The next day, Tuesday November 18, I had another lunchtime meeting at the ITIM Office. It was a different committee from the one I had attended on the Monday and one of the members was late. There were several clergy and laymen there. Among them were Rev Lawrie Styles (Anglican Director of ITIM and later a Canon at St Paul's Cathedral), Rev Father Bill Smith (a Jesuit), and others. With nothing to do until all members were present, I recounted my experience and waited for what I presumed would be a somewhat critical response for me allowing myself to be involved with people who were into mysticism.


Lawrie was the first to speak. He said. "Gwen must be delighted with such a message from your mother." There were no criticisms. After a while, I said, "I thought we all received new bodies in the next life. Why does my mother still use a walking stick and need to be supported?"" No one answered. Then Bill Smith turned to Lawrie Styles and said, "You're the senior priest here, you can answer that." Everybody laughed, but I offered a comment. I said, "Of course if she had come back to us in a manner different to how she was at the time of her death, I would not have recognised her from the description." Lawrie agreed, as did the others. At that point our ITIM treasurer, Bill Osborne, arrived and our meeting got under way.


Of course, I told Gwen the full story when I arrived home. We lived in Ascot Vale, in the home my mother had bought in 1949, two years after my dad died. Gwen told me months later that on nights when I was out she had often felt a presence in the house and was conscious of something like a shadow moving through the room. It did not happen after my experience at the Hyatt.


My theology has changed. From early adolescence years I had believed that after death Christians slept and that at the Second Coming of Christ they would be awakened, given a new spiritual body, and taken to be with Him. Now. I have lots of questions, and have read widely many books about after death experiences, or near death experiences and related theological texts. I have a number of questions you may like to consider, or perhaps you may like to ask some of me .. ?












My Questions.


1. Leviticus 19: 31 tells us not to turn to mediums or wizards, and chapter 20: 6 says if we turn to mediums and wizards that God will set His face against us and turn us off. Should I have turned down the invitation to hear the message? Remember, I did not seek it; the Mystic came to me.


2. The lady claimed to be both a Mystic and a Christian. Is it possible to be both? In I John 4: 1, John says we are not to believe every spirit, but we must test the spirits to see whether they are from God.


3. The Mystic said they came to the Hyatt for coffee each Monday.
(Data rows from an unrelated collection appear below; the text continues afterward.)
//! Logging setup shared by the dispatcher and its workers.
//!
//! Both roles log to stderr, which workers inherit from the dispatcher, so
//! log lines never mix with results on stdout.
//!
//! # Environment Variables
//!
//! - `SPAWNPOOL_LOG` - Log filter (overrides RUST_LOG)
//! - `SPAWNPOOL_LOG_LEVEL` - Log level: error, warn, info, debug, trace
//! - `SPAWNPOOL_LOG_FORMAT` - Output format: pretty, compact, json
//! - `SPAWNPOOL_LOG_FILE` - Path to log file (in addition to stderr)
//! - `SPAWNPOOL_LOG_ROTATION` - Log file rotation: hourly, daily, never
//! - `RUST_LOG` - Standard Rust log filter (fallback)
//!
//! # Example
//!
//! ```no_run
//! use spawnpool::logging::{LogConfig, init};
//!
//! init(LogConfig::from_verbosity(1).with_env_overrides());
//! ```

use std::path::PathBuf;
use std::str::FromStr;

use tracing::{Level, Subscriber};
use tracing_appender::rolling::{RollingFileAppender, Rotation};
use tracing_subscriber::{
    EnvFilter, Layer,
    fmt::{self, format::FmtSpan},
    layer::SubscriberExt,
    registry::LookupSpan,
    util::SubscriberInitExt,
};

type BoxedLayer<S> = Box<dyn Layer<S> + Send + Sync + 'static>;

/// Log output format.
#[derive(Debug, Clone, Copy, Default, PartialEq, Eq)]
pub enum LogFormat {
    /// Multi-line human-readable format
    Pretty,
    /// Single-line format (default; keeps interleaved worker lines readable)
    #[default]
    Compact,
    /// JSON lines for log aggregation
    Json,
}

impl LogFormat {
    pub fn as_str(self) -> &'static str {
        match self {
            Self::Pretty => "pretty",
            Self::Compact => "compact",
            Self::Json => "json",
        }
    }
}

impl FromStr for LogFormat {
    type Err = String;

    fn from_str(s: &str) -> Result<Self, Self::Err> {
        let s = s.to_ascii_lowercase();
        if s == "full" {
            return Ok(Self::Pretty);
        }
        [Self::Pretty, Self::Compact, Self::Json]
            .into_iter()
            .find(|f| f.as_str() == s)
            .ok_or_else(|| format!("Unknown log format '{s}' (expected pretty, compact or json)"))
    }
}

impl std::fmt::Display for LogFormat {
    fn fmt(&self, f: &mut std::fmt::Formatter<'_>) -> std::fmt::Result {
        f.write_str(self.as_str())
    }
}

/// Rotation policy for the log file.
#[derive(Debug, Clone, Copy, Default, PartialEq, Eq)]
pub enum LogRotation {
    Hourly,
    Daily,
    /// Single file (default)
    #[default]
    Never,
}

impl FromStr for LogRotation {
    type Err = String;

    fn from_str(s: &str) -> Result<Self, Self::Err> {
        match s.to_ascii_lowercase().as_str() {
            "hourly" => Ok(Self::Hourly),
            "daily" => Ok(Self::Daily),
            "never" | "none" => Ok(Self::Never),
            other => Err(format!(
                "Unknown log rotation '{other}' (expected hourly, daily or never)"
            )),
        }
    }
}

impl From<LogRotation> for Rotation {
    fn from(rotation: LogRotation) -> Self {
        match rotation {
            LogRotation::Hourly => Rotation::HOURLY,
            LogRotation::Daily => Rotation::DAILY,
            LogRotation::Never => Rotation::NEVER,
        }
    }
}

/// Logging configuration.
///
/// Build one, then pass it to [`init`].
#[derive(Debug, Clone)]
pub struct LogConfig {
    /// Base log level (default: WARN)
    pub level: Level,
    pub format: LogFormat,
    /// Extra log file (None = stderr only)
    pub file_path: Option<PathBuf>,
    pub rotation: LogRotation,
    /// Emit an event when each span closes, with its timing
    pub span_events: bool,
    /// Filter directive string (overrides `level` if set)
    pub filter: Option<String>,
    pub show_target: bool,
    /// Thread names distinguish reader, assigner and worker activities.
    pub show_thread_names: bool,
}

impl Default for LogConfig {
    fn default() -> Self {
        Self {
            level: Level::WARN,
            format: LogFormat::Compact,
            file_path: None,
            rotation: LogRotation::Never,
            span_events: false,
            filter: None,
            show_target: false,
            show_thread_names: false,
        }
    }
}

impl LogConfig {
    pub fn new() -> Self {
        Self::default()
    }

    /// Map a `-v` count to a level: 0 warn, 1 info, 2 debug, 3+ trace.
    pub fn from_verbosity(verbose: u8) -> Self {
        let level = match verbose {
            0 => Level::WARN,
            1 => Level::INFO,
            2 => Level::DEBUG,
            _ => Level::TRACE,
        };
        Self::default()
            .with_level(level)
            .with_thread_names(verbose >= 2)
    }

    /// Errors only.
    pub fn quiet() -> Self {
        Self::default().with_level(Level::ERROR)
    }

    pub fn with_level(mut self, level: Level) -> Self {
        self.level = level;
        self
    }

    pub fn with_format(mut self, format: LogFormat) -> Self {
        self.format = format;
        self
    }

    pub fn with_file(mut self, path: PathBuf) -> Self {
        self.file_path = Some(path);
        self
    }

    pub fn with_rotation(mut self, rotation: LogRotation) -> Self {
        self.rotation = rotation;
        self
    }

    pub fn with_span_events(mut self, enabled: bool) -> Self {
        self.span_events = enabled;
        self
    }

    pub fn with_filter(mut self, filter: String) -> Self {
        self.filter = Some(filter);
        self
    }

    pub fn with_thread_names(mut self, enabled: bool) -> Self {
        self.show_thread_names = enabled;
        self
    }

    /// Apply environment variable overrides.
    ///
    /// A filter already set by the caller wins over `SPAWNPOOL_LOG`,
    /// `RUST_LOG` and `SPAWNPOOL_LOG_LEVEL`. Format and file are always
    /// taken from the environment when present.
    pub fn with_env_overrides(mut self) -> Self {
        if self.filter.is_none() {
            if let Ok(filter) = std::env::var("SPAWNPOOL_LOG") {
                self.filter = Some(filter);
            } else if let Ok(filter) = std::env::var("RUST_LOG") {
                self.filter = Some(filter);
            }
        }

        if self.filter.is_none()
            && let Ok(level) = std::env::var("SPAWNPOOL_LOG_LEVEL")
        {
            self.level = level.parse().unwrap_or(self.level);
        }

        if let Ok(format) = std::env::var("SPAWNPOOL_LOG_FORMAT")
            && let Ok(f) = format.parse()
        {
            self.format = f;
        }

        if let Some(path) = std::env::var_os("SPAWNPOOL_LOG_FILE") {
            self.file_path = Some(PathBuf::from(path));
        }

        if let Ok(rotation) = std::env::var("SPAWNPOOL_LOG_ROTATION")
            && let Ok(r) = rotation.parse()
        {
            self.rotation = r;
        }

        self
    }

    fn build_filter(&self) -> EnvFilter {
        let fallback = || EnvFilter::new(self.level.as_str().to_lowercase());
        match self.filter {
            Some(ref filter) => EnvFilter::try_new(filter).unwrap_or_else(|_| {
                eprintln!("Warning: Invalid log filter '{}', using default", filter);
                fallback()
            }),
            None => fallback(),
        }
    }

    fn span_events(&self) -> FmtSpan {
        if self.span_events {
            FmtSpan::CLOSE
        } else {
            FmtSpan::NONE
        }
    }

    fn stderr_layer<S>(&self) -> BoxedLayer<S>
    where
        S: Subscriber + for<'a> LookupSpan<'a>,
    {
        let layer = fmt::layer()
            .with_span_events(self.span_events())
            .with_target(self.show_target)
            .with_thread_names(self.show_thread_names)
            .with_writer(std::io::stderr);
        match self.format {
            LogFormat::Json => layer.json().boxed(),
            LogFormat::Compact => layer.compact().boxed(),
            LogFormat::Pretty => layer.pretty().boxed(),
        }
    }

    fn file_layer<S>(&self, appender: RollingFileAppender) -> BoxedLayer<S>
    where
        S: Subscriber + for<'a> LookupSpan<'a>,
    {
        let layer = fmt::layer()
            .with_span_events(self.span_events())
            .with_target(self.show_target)
            .with_thread_names(self.show_thread_names)
            .with_ansi(false)
            .with_writer(appender);
        match self.format {
            LogFormat::Json => layer.json().boxed(),
            LogFormat::Compact => layer.compact().boxed(),
            LogFormat::Pretty => layer.pretty().boxed(),
        }
    }

    fn file_appender(&self) -> Option<RollingFileAppender> {
        let path = self.file_path.as_ref()?;
        let dir = path
            .parent()
            .filter(|p| !p.as_os_str().is_empty())
            .unwrap_or(std::path::Path::new("."));
        let file_name = path
            .file_name()
            .and_then(|n| n.to_str())
            .unwrap_or("spawnpool.log");

        match RollingFileAppender::builder()
            .rotation(self.rotation.into())
            .filename_prefix(file_name)
            .build(dir)
        {
            Ok(appender) => Some(appender),
            Err(e) => {
                eprintln!(
                    "Warning: Cannot open log file '{}': {}, logging to stderr only",
                    path.display(),
                    e
                );
                None
            }
        }
    }
}

/// Install the global tracing subscriber.
///
/// Logs go to stderr, and also to `config.file_path` when set. Calling this
/// more than once is harmless: later calls are ignored.
pub fn init(config: LogConfig) {
    let file_layer = config
        .file_appender()
        .map(|appender| config.file_layer(appender));

    let _ = tracing_subscriber::registry()
        .with(config.build_filter())
        .with(config.stderr_layer())
        .with(file_layer)
        .try_init();
}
Yet I never saw them again. Do
you think God told them not to return? Or did He make me unable to recognise them?


4. What do you believe happens to us immediately after death? [ I Corinthians 15; 51 - 52; I Thessalonians 4: 16 - 17]



5. I am intrigued with the advice that my mother visits her life time friend. Jesus said He would prepare a place for us. (John 14: 3) Will we have an abode where we can be visited?